Here is a slide show of one of the greatest video artists in the world today. Zineb Sedira, originally from Algeria she presently lives and works in London.
'This mutiple consciousness affords you a particular space when you are negotiating your place in relation to others. It's a space which is often referred to as 'in-between'. I don't like to see it as a negative place rather I see it as an active site of exploration that speaks of different histories and locates identity to a place which is endlessly remade through our negotiation of boundaries - this obviously presents challenges to those who are and who are not familiar with this sense of perspective.'
How to negotiate different worlds is the overriding question in Zineb Sedira’s work, worlds that collide and conflict. It is precisely her Algerian heritage and her experience of living in London and France that gives Zineb’s work insight into these different worlds. The work shifts from the political to the emotional; from a sense of history to the present; from East to West and through them both. Her use of Islamic pattern and the veil can be clearly identified as an element drawn from her Algerian parentage yet the work is constantly reminding us that she is working as an artist living in the West. Zineb talks of ‘the veiling of the mind’ as a significant metaphor in her work and while she also uses the veil literally, it becomes a device to embrace all women. For example, ‘Self Portrait or the Virgin Mary’ (1999) where she is photographed from behind wearing the haik (the Algerian veil), refers through the title to the French Catholic tradition - the cult of the Virgin Mary and the self-sacrifice of women. A conflict is set up between the visual image and the title, which challenges any Western viewer to question their understanding of the female condition as well as their perceptions of Arab women. In fact the reference to parallel debates are clear in much of her imagery. Her use of body parts such as mouths, hands and eyes are directly connected to the Islamic prohibition of representing the body while at the same time reframing the Western feminist theories of objectification. The hands, eyes and mouths, employed in several of Zineb’s works, refer to the absent body, but that body is known through the detail – the shift of the gaze; the motion of the hand, reveals the condition of the people who inhabit those hands and eyes – and the power that confers to the ostensibly absent whole reinforces the presence of those people.

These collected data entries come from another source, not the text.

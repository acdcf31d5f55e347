use crate::linalg::{mat33_mul_vec3, rotation_from_axis_angle};
use camcalib_imgproc::calibration::{
    distortion::{distort_normalized, PolynomialDistortion},
    CameraIntrinsic,
};

/// Project 3D points to 2D image coordinates.
///
/// The points are moved to the camera frame with `rvec` and `tvec`, projected on the
/// normalized image plane, distorted and finally mapped to pixels.
///
/// # Arguments
///
/// * `points_3d` - Array of 3D points in world coordinates.
/// * `rvec` - The world to camera rotation as an axis-angle vector.
/// * `tvec` - The world to camera translation.
/// * `intrinsic` - Camera intrinsic parameters.
/// * `distortion` - Lens distortion parameters.
///
/// # Returns
///
/// A vector of 2D image coordinates `[u, v]` for each input point.
/// Points behind the camera (z <= 0) have NaN coordinates.
///
/// # Example
///
/// ```
/// use camcalib_3d::ops::project_points;
/// use camcalib_imgproc::calibration::{distortion::PolynomialDistortion, CameraIntrinsic};
///
/// let intrinsic = CameraIntrinsic {
///     fx: 500.0,
///     fy: 500.0,
///     cx: 320.0,
///     cy: 240.0,
/// };
/// let points = project_points(
///     &[[1.0, 2.0, 5.0], [0.0, 0.0, 3.0]],
///     &[0.0; 3],
///     &[0.0; 3],
///     &intrinsic,
///     &PolynomialDistortion::default(),
/// );
/// assert_eq!(points[1], [320.0, 240.0]);
/// ```
pub fn project_points(
    points_3d: &[[f64; 3]],
    rvec: &[f64; 3],
    tvec: &[f64; 3],
    intrinsic: &CameraIntrinsic,
    distortion: &PolynomialDistortion,
) -> Vec<[f64; 2]> {
    let rotation = rotation_from_axis_angle(rvec);

    points_3d
        .iter()
        .map(|p| {
            let pc = mat33_mul_vec3(&rotation, p);
            let pc = [pc[0] + tvec[0], pc[1] + tvec[1], pc[2] + tvec[2]];
            if pc[2] <= 0.0 {
                return [f64::NAN, f64::NAN];
            }

            let (xd, yd) = distort_normalized(pc[0] / pc[2], pc[1] / pc[2], distortion);
            let (u, v) = intrinsic.denormalize(xd, yd);
            [u, v]
        })
        .collect()
}

#[cfg(test)]
mod tests {
    use super::*;
    use approx::assert_relative_eq;

    #[test]
    fn test_project_points_translation() {
        let intrinsic = CameraIntrinsic {
            fx: 100.0,
            fy: 200.0,
            cx: 50.0,
            cy: 40.0,
        };
        let points = project_points(
            &[[1.0, 1.0, 0.0], [0.0, 0.0, -5.0]],
            &[0.0; 3],
            &[0.0, 0.0, 2.0],
            &intrinsic,
            &PolynomialDistortion::default(),
        );

        assert_relative_eq!(points[0][0], 100.0);
        assert_relative_eq!(points[0][1], 140.0);
        assert!(points[1][0].is_nan() && points[1][1].is_nan());
    }

    #[test]
    fn test_project_points_radial_distortion() {
        let intrinsic = CameraIntrinsic {
            fx: 100.0,
            fy: 100.0,
            cx: 0.0,
            cy: 0.0,
        };
        let distortion = PolynomialDistortion {
            k1: 0.1,
            ..Default::default()
        };
        let points = project_points(
            &[[1.0, 0.0, 1.0]],
            &[0.0; 3],
            &[0.0; 3],
            &intrinsic,
            &distortion,
        );

        // r^2 = 1, so the point moves outwards by k1
        assert_relative_eq!(points[0][0], 110.0, epsilon = 1e-9);
        assert_relative_eq!(points[0][1], 0.0, epsilon = 1e-9);
    }
}
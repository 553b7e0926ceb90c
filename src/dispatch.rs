use std::sync::Arc;

use async_trait::async_trait;
use futures::future::join_all;
use tracing::{debug, warn};

use crate::{
    config::Snowflake,
    discord::{DiscordError, IncomingMessage},
    embed::{image_embeds, post_embed, Embed},
    link::LinkMatch,
    media::{Delivery, SizeProbe},
    sources::Post,
};

/// Outbound side of the chat platform.
#[async_trait]
pub trait ChatOutbound: Send + Sync {
    /// Replies to `message` without pinging its author.
    async fn reply(
        &self,
        channel: &Snowflake,
        message: &Snowflake,
        embeds: &[Embed],
    ) -> Result<(), DiscordError>;
    async fn send(&self, channel: &Snowflake, embeds: &[Embed]) -> Result<(), DiscordError>;
    async fn send_link(&self, channel: &Snowflake, url: &str) -> Result<(), DiscordError>;
    /// Uploads the file behind `url` as an attachment. Gives up with
    /// [`DiscordError::TooLarge`] once the download passes `limit` bytes.
    async fn send_file(&self, channel: &Snowflake, url: &str, limit: u64)
        -> Result<(), DiscordError>;
    async fn suppress_embeds(&self, channel: &Snowflake, message: &Snowflake)
        -> Result<(), DiscordError>;
    async fn delete(&self, channel: &Snowflake, message: &Snowflake) -> Result<(), DiscordError>;
}

/// Everything about the triggering message the dispatcher needs.
#[derive(Debug, Clone, PartialEq, Eq)]
pub struct DispatchContext {
    pub channel_id: Snowflake,
    pub message_id: Snowflake,
    /// What the poster wrote besides the link.
    pub trailing_text: String,
    /// `nickname (display name)`, or just the display name.
    pub poster_name: String,
    pub poster_icon: Option<String>,
}

/// Where the preview goes.
#[derive(Debug, Clone, Copy, PartialEq, Eq)]
pub enum Presentation {
    /// Keep the original message, hide its embeds and reply to it.
    Reply,
    /// Delete the original message and post the preview in its place.
    Replace,
}

pub struct Dispatcher {
    outbound: Arc<dyn ChatOutbound>,
    probe: Arc<dyn SizeProbe>,
    attachment_limit: u64,
}

impl DispatchContext {
    pub fn new(message: &IncomingMessage, link: &LinkMatch) -> Self {
        let author = &message.author;
        let member = message.member.as_ref();

        let poster_name = match member.and_then(|m| m.nickname.as_deref()) {
            Some(nick) => format!("{nick} ({})", author.display_name()),
            None => author.display_name().to_owned(),
        };
        let poster_icon = member
            .and_then(|m| m.avatar_url.clone())
            .or_else(|| author.avatar_url.clone());

        Self {
            channel_id: message.channel_id.clone(),
            message_id: message.id.clone(),
            trailing_text: link.surrounding_text(&message.content),
            poster_name,
            poster_icon,
        }
    }

    pub fn presentation(&self) -> Presentation {
        if self.trailing_text.is_empty() {
            Presentation::Replace
        } else {
            Presentation::Reply
        }
    }
}

impl Dispatcher {
    pub fn new(outbound: Arc<dyn ChatOutbound>, probe: Arc<dyn SizeProbe>, attachment_limit: u64) -> Self {
        Self {
            outbound,
            probe,
            attachment_limit,
        }
    }

    /// Posts the preview, then the first video and first gif as follow-ups.
    /// Fails only if the preview itself could not be posted.
    pub async fn dispatch(&self, ctx: &DispatchContext, post: &Post) -> Result<(), DiscordError> {
        let mut embeds = vec![post_embed(post, &ctx.poster_name, ctx.poster_icon.as_deref())];
        embeds.extend(image_embeds(post));

        let channel = &ctx.channel_id;
        match ctx.presentation() {
            Presentation::Reply => {
                if let Err(error) = self.outbound.suppress_embeds(channel, &ctx.message_id).await {
                    warn!(%error, "failed to suppress embeds on original message");
                }
                self.outbound.reply(channel, &ctx.message_id, &embeds).await?;
            }
            Presentation::Replace => {
                if let Err(error) = self.outbound.delete(channel, &ctx.message_id).await {
                    warn!(%error, "failed to delete original message");
                }
                self.outbound.send(channel, &embeds).await?;
            }
        }
        debug!(presentation = ?ctx.presentation(), embeds = embeds.len(), "preview posted");

        // Anything past the first video and first gif is dropped.
        let candidates = [post.media.videos.first(), post.media.gifs.first()];
        let deliveries = join_all(
            candidates
                .into_iter()
                .flatten()
                .map(|url| Delivery::resolve(self.probe.as_ref(), url, self.attachment_limit)),
        )
        .await;

        for delivery in deliveries {
            let res = match &delivery {
                Delivery::Attachment(url) => {
                    match self.outbound.send_file(channel, url, self.attachment_limit).await {
                        Err(DiscordError::TooLarge { .. }) => {
                            debug!(url, "media exceeded the upload limit, sending link");
                            self.outbound.send_link(channel, url).await
                        }
                        res => res,
                    }
                }
                Delivery::Link(url) => self.outbound.send_link(channel, url).await,
            };
            if let Err(error) = res {
                warn!(url = delivery.url(), %error, "failed to send media");
            }
        }

        Ok(())
    }
}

Invocation of ritual and heritage give rise to a meshing of present and past as the self seeks to understand itself as independent of, yet still within the background of, one’s birth. The video works are quietly potent and emotionally charged, with ambivalence keenly felt. In the piece ‘Don’t Do To Her What You Did To Me’ (1996-8) the poetry of the imagery is bound to the simplicity of the form. Ink is dropped into a glass, followed by a written talisman with an image of a woman. This mixture is then stirred vigorously several times and drunk. Even without any knowledge of the ritual involved, the video conveys its message clearly – the ink spreading like blood through the water; the paper disintegrating as it is stirred; the image of the face breaking up, staring at the viewer in pieces. Imbibing the ritual becomes a defiant action but within the logic of the video necessary and compulsive. It is such a sense of necessity and compulsion combined with the visibility and invisibility of the Arab body and the experiences of women which makes Zineb Sedira's work so engaging.